Yes, here I am again, discussing chick lit. But honestly, chick lit is not all bad. Sometimes you feel like a spot of Joyce (as if!), sometimes you want the magical seduction of Anne Rice's earlier books... and there are times when the tumble dryer is broken beyond repair, the credit card is groaning, the kids are grumpy and the only way you can stay sane is by eating junk food and reading junk books.

As junk books go, this is a good one, because it keeps you reading. It also makes you smile and nod in places, and even read bits to the husband with the interlude of "see, this sounds exactly like you".

As books go, this is not a great one. Don't we have copy editors anymore to spot blunders such as a five month baby crawling?

Tuesday, December 20, 2005

Is this my cow?

What I loved most about the latest Discworld book (Thud! for the uninitiated), were the bits where "the world went soft and pink". Every time Sam Vimes interacts with his son, I know that Pratchett is a truly great writer. And every time Sam Vimes fears for his son's safety, I know that Pratchett is seriously overdue for the Booker.

However, there is a however. For example, I found too many superflous characters in this book. Also, the plot is too complex (even though the theme is certainly topical and important) and it relies on too many external elements for both micro- and macro-resolution (as opposed to some of Pratchett's better books, where resolutions come from within the plot).

A good book, but not a good Pratchett.

All in all, that is not my cup of cow.

Sunday, December 11, 2005

Sex (Goddess) and Murder Mysteries

Sex certainly sells. To a certain niche market, I grant you that, but it sells. Combine it with another market, that of murder mysteries, add some innovative marketing (in this case, publishing via email) and you get "The Daughters of Freya".

The premise is simple: a cult worshipping Freya, the Norse goddess of sex, is giving away sex as a means to get rid of all the negative energy in the world. Enter a journalist who is trying to save a friend's daughter swallowed up by the cult, solve a murder, save her own marriage and be there for numorous family crises.

I don't know how good the book is, because I'm forced to read it in drips and drabs: the publisher sends daily emails (about 3-5) in which the story unfolds. This creates natural cliffhangers, not to mention frustration when you want to page over, but can't. The style is typical email style, with no elaborations or descriptions, with the typical shortcuts and typos. All very realistic.

And I can't wait for my next instalment.

Friday, December 02, 2005

Single malt whisky

(because it's time to live up to the teasers scattered around my website)

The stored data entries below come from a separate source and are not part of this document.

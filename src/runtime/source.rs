//! Entry sources.
//!
//! An [`EntrySource`] is one load-path artifact's view into the entries it
//! defines. Production sources wrap a loaded dynamic library (see
//! [`dylib`](crate::runtime::dylib)); tests use [`StaticEntrySource`].

use std::path::{Path, PathBuf};

use crate::core::errors::Result;
use crate::runtime::abi::EntryPoint;

/// One artifact's entry table.
pub trait EntrySource {
    /// Where the artifact came from, for diagnostics.
    fn location(&self) -> &Path;

    /// The entries this artifact defines, in table order.
    fn entries(&self) -> &[EntryPoint];
}

/// Turns a load-path artifact into an [`EntrySource`].
pub trait SourceLoader {
    fn load(&self, artifact: &Path) -> Result<Box<dyn EntrySource>>;
}

/// In-memory entry source with a fixed table.
pub struct StaticEntrySource {
    location: PathBuf,
    entries: Vec<EntryPoint>,
}

impl StaticEntrySource {
    pub fn new(location: impl Into<PathBuf>, entries: Vec<EntryPoint>) -> Self {
        Self {
            location: location.into(),
            entries,
        }
    }
}

impl EntrySource for StaticEntrySource {
    fn location(&self) -> &Path {
        &self.location
    }

    fn entries(&self) -> &[EntryPoint] {
        &self.entries
    }
}

#[cfg(test)]
mod tests {
    use super::*;

    fn noop(_args: &[String]) {}

    #[test]
    fn test_static_source() {
        let source = StaticEntrySource::new(
            "/repo/app.so",
            vec![EntryPoint::new("org.example.Main", "main", noop)],
        );
        assert_eq!(source.location(), Path::new("/repo/app.so"));
        assert_eq!(source.entries().len(), 1);
    }
}
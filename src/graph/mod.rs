//! Resolved dependency graphs.
//!
//! A [`ResolvedGraph`] is the root component's node plus the full transitive
//! closure its resolver selected, held in a [`DiGraph`] with scope-labelled
//! edges. Node iteration order is insertion order (the order dependencies
//! were declared and resolved), never a sorted order, because load-path
//! precedence depends on it.

pub mod loadpath;

use std::collections::HashMap;
use std::path::PathBuf;

use petgraph::algo::is_cyclic_directed;
use petgraph::graph::{DiGraph, NodeIndex};
use serde::{Deserialize, Serialize};

use crate::core::errors::{LaunchError, Result};

/// Dependency scope of a graph edge.
#[derive(Debug, Clone, Copy, PartialEq, Eq, Default, Serialize, Deserialize)]
#[serde(rename_all = "lowercase")]
pub enum Scope {
    #[default]
    Compile,
    Runtime,
    Provided,
    Test,
}

impl std::fmt::Display for Scope {
    fn fmt(&self, f: &mut std::fmt::Formatter<'_>) -> std::fmt::Result {
        let name = match self {
            Scope::Compile => "compile",
            Scope::Runtime => "runtime",
            Scope::Provided => "provided",
            Scope::Test => "test",
        };
        f.write_str(name)
    }
}

/// Which dependency edges a graph resolver should follow.
///
/// The default policy excludes `test` and `provided` edges at every depth,
/// while everything reachable through the remaining compile/runtime edges
/// stays in the graph. With `transitive` off the exclusion only applies to
/// the root's direct dependencies.
#[derive(Debug, Clone)]
pub struct ScopePolicy {
    excluded: Vec<Scope>,
    transitive: bool,
}

impl ScopePolicy {
    pub fn new(excluded: Vec<Scope>, transitive: bool) -> Self {
        Self {
            excluded,
            transitive,
        }
    }

    /// Whether an edge with `scope` at `depth` (1 = direct dependency of the
    /// root) should be followed.
    pub fn selects(&self, scope: Scope, depth: usize) -> bool {
        if depth > 1 && !self.transitive {
            return true;
        }
        !self.excluded.contains(&scope)
    }
}

impl Default for ScopePolicy {
    fn default() -> Self {
        Self {
            excluded: vec![Scope::Test, Scope::Provided],
            transitive: true,
        }
    }
}

/// One resolved (or not yet resolved) component in the graph.
#[derive(Debug, Clone, PartialEq, Eq, Serialize, Deserialize)]
pub struct DependencyNode {
    /// Canonical `group:name:version` key.
    pub key: String,
    /// Location of the resolved binary, if resolution succeeded. A missing
    /// file is only an error once the load path is assembled, and only for
    /// nodes other than the root component itself.
    pub resolved_file: Option<PathBuf>,
}

impl DependencyNode {
    pub fn new(key: impl Into<String>, resolved_file: Option<PathBuf>) -> Self {
        Self {
            key: key.into(),
            resolved_file,
        }
    }

    pub fn resolved(key: impl Into<String>, file: impl Into<PathBuf>) -> Self {
        Self::new(key, Some(file.into()))
    }

    pub fn unresolved(key: impl Into<String>) -> Self {
        Self::new(key, None)
    }
}

/// The root component's node plus its transitive dependency closure.
#[derive(Debug, Clone)]
pub struct ResolvedGraph {
    dag: DiGraph<DependencyNode, Scope>,
    indices: HashMap<String, NodeIndex>,
    root: NodeIndex,
}

impl ResolvedGraph {
    /// Create a graph containing only the root node.
    pub fn new(root: DependencyNode) -> Self {
        let mut dag = DiGraph::new();
        let mut indices = HashMap::new();
        let key = root.key.clone();
        let index = dag.add_node(root);
        indices.insert(key, index);
        Self {
            dag,
            indices,
            root: index,
        }
    }

    /// Add a node, returning its index. Adding a key twice returns the
    /// existing node unchanged.
    pub fn add_node(&mut self, node: DependencyNode) -> NodeIndex {
        if let Some(&existing) = self.indices.get(&node.key) {
            return existing;
        }
        let key = node.key.clone();
        let index = self.dag.add_node(node);
        self.indices.insert(key, index);
        index
    }

    /// Record that `from` depends on `to` with the given scope.
    pub fn add_dependency(&mut self, from: NodeIndex, to: NodeIndex, scope: Scope) {
        self.dag.add_edge(from, to, scope);
    }

    pub fn root_index(&self) -> NodeIndex {
        self.root
    }

    pub fn root_key(&self) -> &str {
        &self.dag[self.root].key
    }

    pub fn index_of(&self, key: &str) -> Option<NodeIndex> {
        self.indices.get(key).copied()
    }

    pub fn node(&self, key: &str) -> Option<&DependencyNode> {
        self.index_of(key).map(|index| &self.dag[index])
    }

    /// Nodes in insertion order.
    pub fn nodes(&self) -> impl Iterator<Item = &DependencyNode> {
        self.dag.node_indices().map(move |index| &self.dag[index])
    }

    pub fn len(&self) -> usize {
        self.dag.node_count()
    }

    pub fn is_empty(&self) -> bool {
        self.dag.node_count() == 0
    }

    /// Fail if the recorded dependencies form a cycle.
    pub fn ensure_acyclic(&self) -> Result<()> {
        if is_cyclic_directed(&self.dag) {
            return Err(LaunchError::DependencyCycle(self.root_key().to_string()));
        }
        Ok(())
    }
}

#[cfg(test)]
mod tests {
    use super::*;

    fn sample_graph() -> ResolvedGraph {
        let mut graph = ResolvedGraph::new(DependencyNode::unresolved("org:app:1.0"));
        let root = graph.root_index();
        let a = graph.add_node(DependencyNode::resolved("org:a:1.0", "/repo/a.so"));
        let b = graph.add_node(DependencyNode::resolved("org:b:1.0", "/repo/b.so"));
        graph.add_dependency(root, a, Scope::Compile);
        graph.add_dependency(a, b, Scope::Runtime);
        graph
    }

    #[test]
    fn test_insertion_order_iteration() {
        let graph = sample_graph();
        let keys: Vec<&str> = graph.nodes().map(|node| node.key.as_str()).collect();
        assert_eq!(keys, vec!["org:app:1.0", "org:a:1.0", "org:b:1.0"]);
    }

    #[test]
    fn test_duplicate_key_returns_existing_node() {
        let mut graph = sample_graph();
        let before = graph.len();
        let index = graph.add_node(DependencyNode::unresolved("org:a:1.0"));
        assert_eq!(graph.len(), before);
        assert_eq!(Some(index), graph.index_of("org:a:1.0"));
        // The original resolved file is kept.
        assert!(graph.node("org:a:1.0").unwrap().resolved_file.is_some());
    }

    #[test]
    fn test_cycle_detection() {
        let mut graph = sample_graph();
        assert!(graph.ensure_acyclic().is_ok());
        let root = graph.root_index();
        let b = graph.index_of("org:b:1.0").unwrap();
        graph.add_dependency(b, root, Scope::Compile);
        assert!(matches!(
            graph.ensure_acyclic(),
            Err(LaunchError::DependencyCycle(_))
        ));
    }

    #[test]
    fn test_scope_policy_default_excludes_test_and_provided() {
        let policy = ScopePolicy::default();
        assert!(policy.selects(Scope::Compile, 1));
        assert!(policy.selects(Scope::Runtime, 3));
        assert!(!policy.selects(Scope::Test, 1));
        assert!(!policy.selects(Scope::Provided, 2));
    }

    #[test]
    fn test_scope_policy_direct_only() {
        let policy = ScopePolicy::new(vec![Scope::Test], false);
        assert!(!policy.selects(Scope::Test, 1));
        assert!(policy.selects(Scope::Test, 2));
    }
}
// Core infrastructure modules
pub mod core {
    pub mod errors;
    pub mod props;
}

pub mod coordinate;
pub mod exit;
pub mod graph;
pub mod launcher;
pub mod resolve;
pub mod runtime;

// Re-exports for convenience
pub use crate::core::errors::{LaunchError, Result};
pub use coordinate::Coordinate;
pub use exit::{request_exit, ExitInterceptor, ExitSignal};
pub use graph::loadpath::{assemble, LoadPath};
pub use graph::{DependencyNode, ResolvedGraph, Scope, ScopePolicy};
pub use launcher::{InvocationRequest, Launcher};
pub use resolve::repository::LocalRepository;
pub use runtime::{EntryPoint, EntryRegistry, ExecutionContext, InvocationOutcome};
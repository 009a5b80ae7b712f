//! Load-path assembly.
//!
//! Walks a resolved graph and produces the ordered, deduplicated list of
//! binaries the execution context will search. Ordering matters: the root
//! artifact must win over any transitively included artifact sharing a
//! logical path, and a first-declared dependency wins over later duplicates.

use std::collections::HashSet;
use std::path::{Path, PathBuf};

use tracing::debug;

use crate::coordinate::Coordinate;
use crate::core::errors::{LaunchError, Result};
use crate::graph::ResolvedGraph;

/// Ordered sequence of resolved binary locations. Never empty: the root
/// artifact is always at index 0, and no resolved file appears twice.
#[derive(Debug, Clone, PartialEq, Eq)]
pub struct LoadPath {
    entries: Vec<PathBuf>,
}

impl LoadPath {
    /// The root component's artifact.
    pub fn root(&self) -> &Path {
        &self.entries[0]
    }

    pub fn entries(&self) -> &[PathBuf] {
        &self.entries
    }

    pub fn iter(&self) -> impl Iterator<Item = &Path> {
        self.entries.iter().map(PathBuf::as_path)
    }

    pub fn len(&self) -> usize {
        self.entries.len()
    }

    pub fn is_empty(&self) -> bool {
        // Holds by construction; kept for the usual pairing with len().
        self.entries.is_empty()
    }
}

/// Assemble the load path for `root`, whose own binary is `root_artifact`.
///
/// The graph is walked in its insertion order. A node with a resolved file
/// is appended unless that file is already present. A node without one is
/// fatal, except when its key equals the root's: the root component is
/// represented only by `root_artifact` and its graph node is skipped.
pub fn assemble(
    root: &Coordinate,
    root_artifact: &Path,
    graph: &ResolvedGraph,
) -> Result<LoadPath> {
    let root_key = root.key();
    let mut entries = vec![root_artifact.to_path_buf()];
    let mut seen: HashSet<PathBuf> = HashSet::new();
    seen.insert(root_artifact.to_path_buf());

    for node in graph.nodes() {
        match &node.resolved_file {
            Some(file) => {
                if seen.insert(file.clone()) {
                    entries.push(file.clone());
                }
            }
            None if node.key == root_key => continue,
            None => return Err(LaunchError::UnresolvedDependency(node.key.clone())),
        }
    }

    debug!(
        root = %root_key,
        entries = entries.len(),
        "assembled load path"
    );
    Ok(LoadPath { entries })
}

#[cfg(test)]
mod tests {
    use super::*;
    use crate::graph::{DependencyNode, Scope};
    use pretty_assertions::assert_eq;

    fn coordinate() -> Coordinate {
        "org:app:1.0".parse().unwrap()
    }

    fn graph_with(nodes: Vec<DependencyNode>) -> ResolvedGraph {
        let mut graph = ResolvedGraph::new(DependencyNode::unresolved("org:app:1.0"));
        let mut previous = graph.root_index();
        for node in nodes {
            let index = graph.add_node(node);
            graph.add_dependency(previous, index, Scope::Compile);
            previous = index;
        }
        graph
    }

    #[test]
    fn test_root_is_first_and_counts_match() {
        let graph = graph_with(vec![
            DependencyNode::resolved("org:a:1.0", "/repo/a.so"),
            DependencyNode::resolved("org:b:1.0", "/repo/b.so"),
        ]);
        let path = assemble(&coordinate(), Path::new("/repo/app.so"), &graph).unwrap();
        assert_eq!(
            path.entries(),
            &[
                PathBuf::from("/repo/app.so"),
                PathBuf::from("/repo/a.so"),
                PathBuf::from("/repo/b.so"),
            ]
        );
        assert_eq!(path.root(), Path::new("/repo/app.so"));
        assert!(!path.is_empty());
    }

    #[test]
    fn test_unresolved_root_node_is_skipped() {
        // The graph's own node for the root has no file; only the separately
        // resolved root artifact represents it.
        let graph = graph_with(vec![DependencyNode::resolved("org:a:1.0", "/repo/a.so")]);
        let path = assemble(&coordinate(), Path::new("/repo/app.so"), &graph).unwrap();
        assert_eq!(path.len(), 2);
    }

    #[test]
    fn test_unresolved_dependency_is_fatal() {
        let graph = graph_with(vec![
            DependencyNode::resolved("org:a:1.0", "/repo/a.so"),
            DependencyNode::unresolved("org:lib:2.0"),
        ]);
        let err = assemble(&coordinate(), Path::new("/repo/app.so"), &graph).unwrap_err();
        match err {
            LaunchError::UnresolvedDependency(key) => assert_eq!(key, "org:lib:2.0"),
            other => panic!("unexpected error: {other}"),
        }
    }

    #[test]
    fn test_dedup_first_occurrence_wins() {
        // Two distinct keys resolving to the same binary keep one entry, in
        // first-declared position.
        let graph = graph_with(vec![
            DependencyNode::resolved("org:a:1.0", "/repo/shared.so"),
            DependencyNode::resolved("org:b:1.0", "/repo/b.so"),
            DependencyNode::resolved("org:a-relocated:1.0", "/repo/shared.so"),
        ]);
        let path = assemble(&coordinate(), Path::new("/repo/app.so"), &graph).unwrap();
        assert_eq!(
            path.entries(),
            &[
                PathBuf::from("/repo/app.so"),
                PathBuf::from("/repo/shared.so"),
                PathBuf::from("/repo/b.so"),
            ]
        );
    }

    #[test]
    fn test_node_duplicating_root_artifact_is_dropped() {
        let graph = graph_with(vec![
            DependencyNode::resolved("org:app-classifier:1.0", "/repo/app.so"),
            DependencyNode::resolved("org:a:1.0", "/repo/a.so"),
        ]);
        let path = assemble(&coordinate(), Path::new("/repo/app.so"), &graph).unwrap();
        assert_eq!(path.len(), 2);
        assert_eq!(path.root(), Path::new("/repo/app.so"));
    }

    #[test]
    fn test_idempotent() {
        let graph = graph_with(vec![
            DependencyNode::resolved("org:a:1.0", "/repo/a.so"),
            DependencyNode::resolved("org:b:1.0", "/repo/b.so"),
        ]);
        let first = assemble(&coordinate(), Path::new("/repo/app.so"), &graph).unwrap();
        let second = assemble(&coordinate(), Path::new("/repo/app.so"), &graph).unwrap();
        assert_eq!(first, second);
    }
}
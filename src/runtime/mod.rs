//! Isolated execution runtime: component ABI, entry sources, host registry
//! and the execution context that ties them together.

pub mod abi;
pub mod context;
pub mod dylib;
pub mod registry;
pub mod source;

pub use abi::{ComponentManifest, EntryFn, EntryPoint, ABI_VERSION};
pub use context::{EntryHandle, ExecutionContext, InvocationOutcome};
pub use dylib::{DylibEntrySource, DylibManifestReader, DylibSourceLoader};
pub use registry::EntryRegistry;
pub use source::{EntrySource, SourceLoader, StaticEntrySource};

Ask any non-whisky drinker to name a really good whisky, single malt - not blended, and they will probably come up with Glenfiddich. Go to an average bar, and that's what you'll find on the shelf. Sniff it, and you'll know what cockroach poison smelled like in the communist Poland of 1975. I'm not kidding. Glenfiddich is not good enough to cook with, let alone drink it.

So, what do I like? Lagavulin is my first love, a somewhat rough introduction into the bed of single malts. Oban would have been a gentler teacher, sweeter on the tongue, more understanding. Lagavulin grabbed me by the hair and made me pay attention. Smoky in the extreme, its first kiss was arrogance itself before it suddenly melted into honey.

Laphroiag is my second choice. If blindfolded, I might initially confuse its touch for Lagavulin. The impression never lasts. Although excellent, Laphroiag is not as intense a lay in the long run.

I'll always say "yes please" to the unassuming innocence of Oban, Scapa or Dalwhinnie. They alre welcome to whisper sweet nothings into my throat all night.

Talisker and I are not compatible, though. It does offer a rough ride that rivals that of Lagavulin, but it lacks Lagavulin's caressing finesse. There is no sugar pot at the end of a mouthful of Talisker, and you'll have to tie me up to make me swallow it.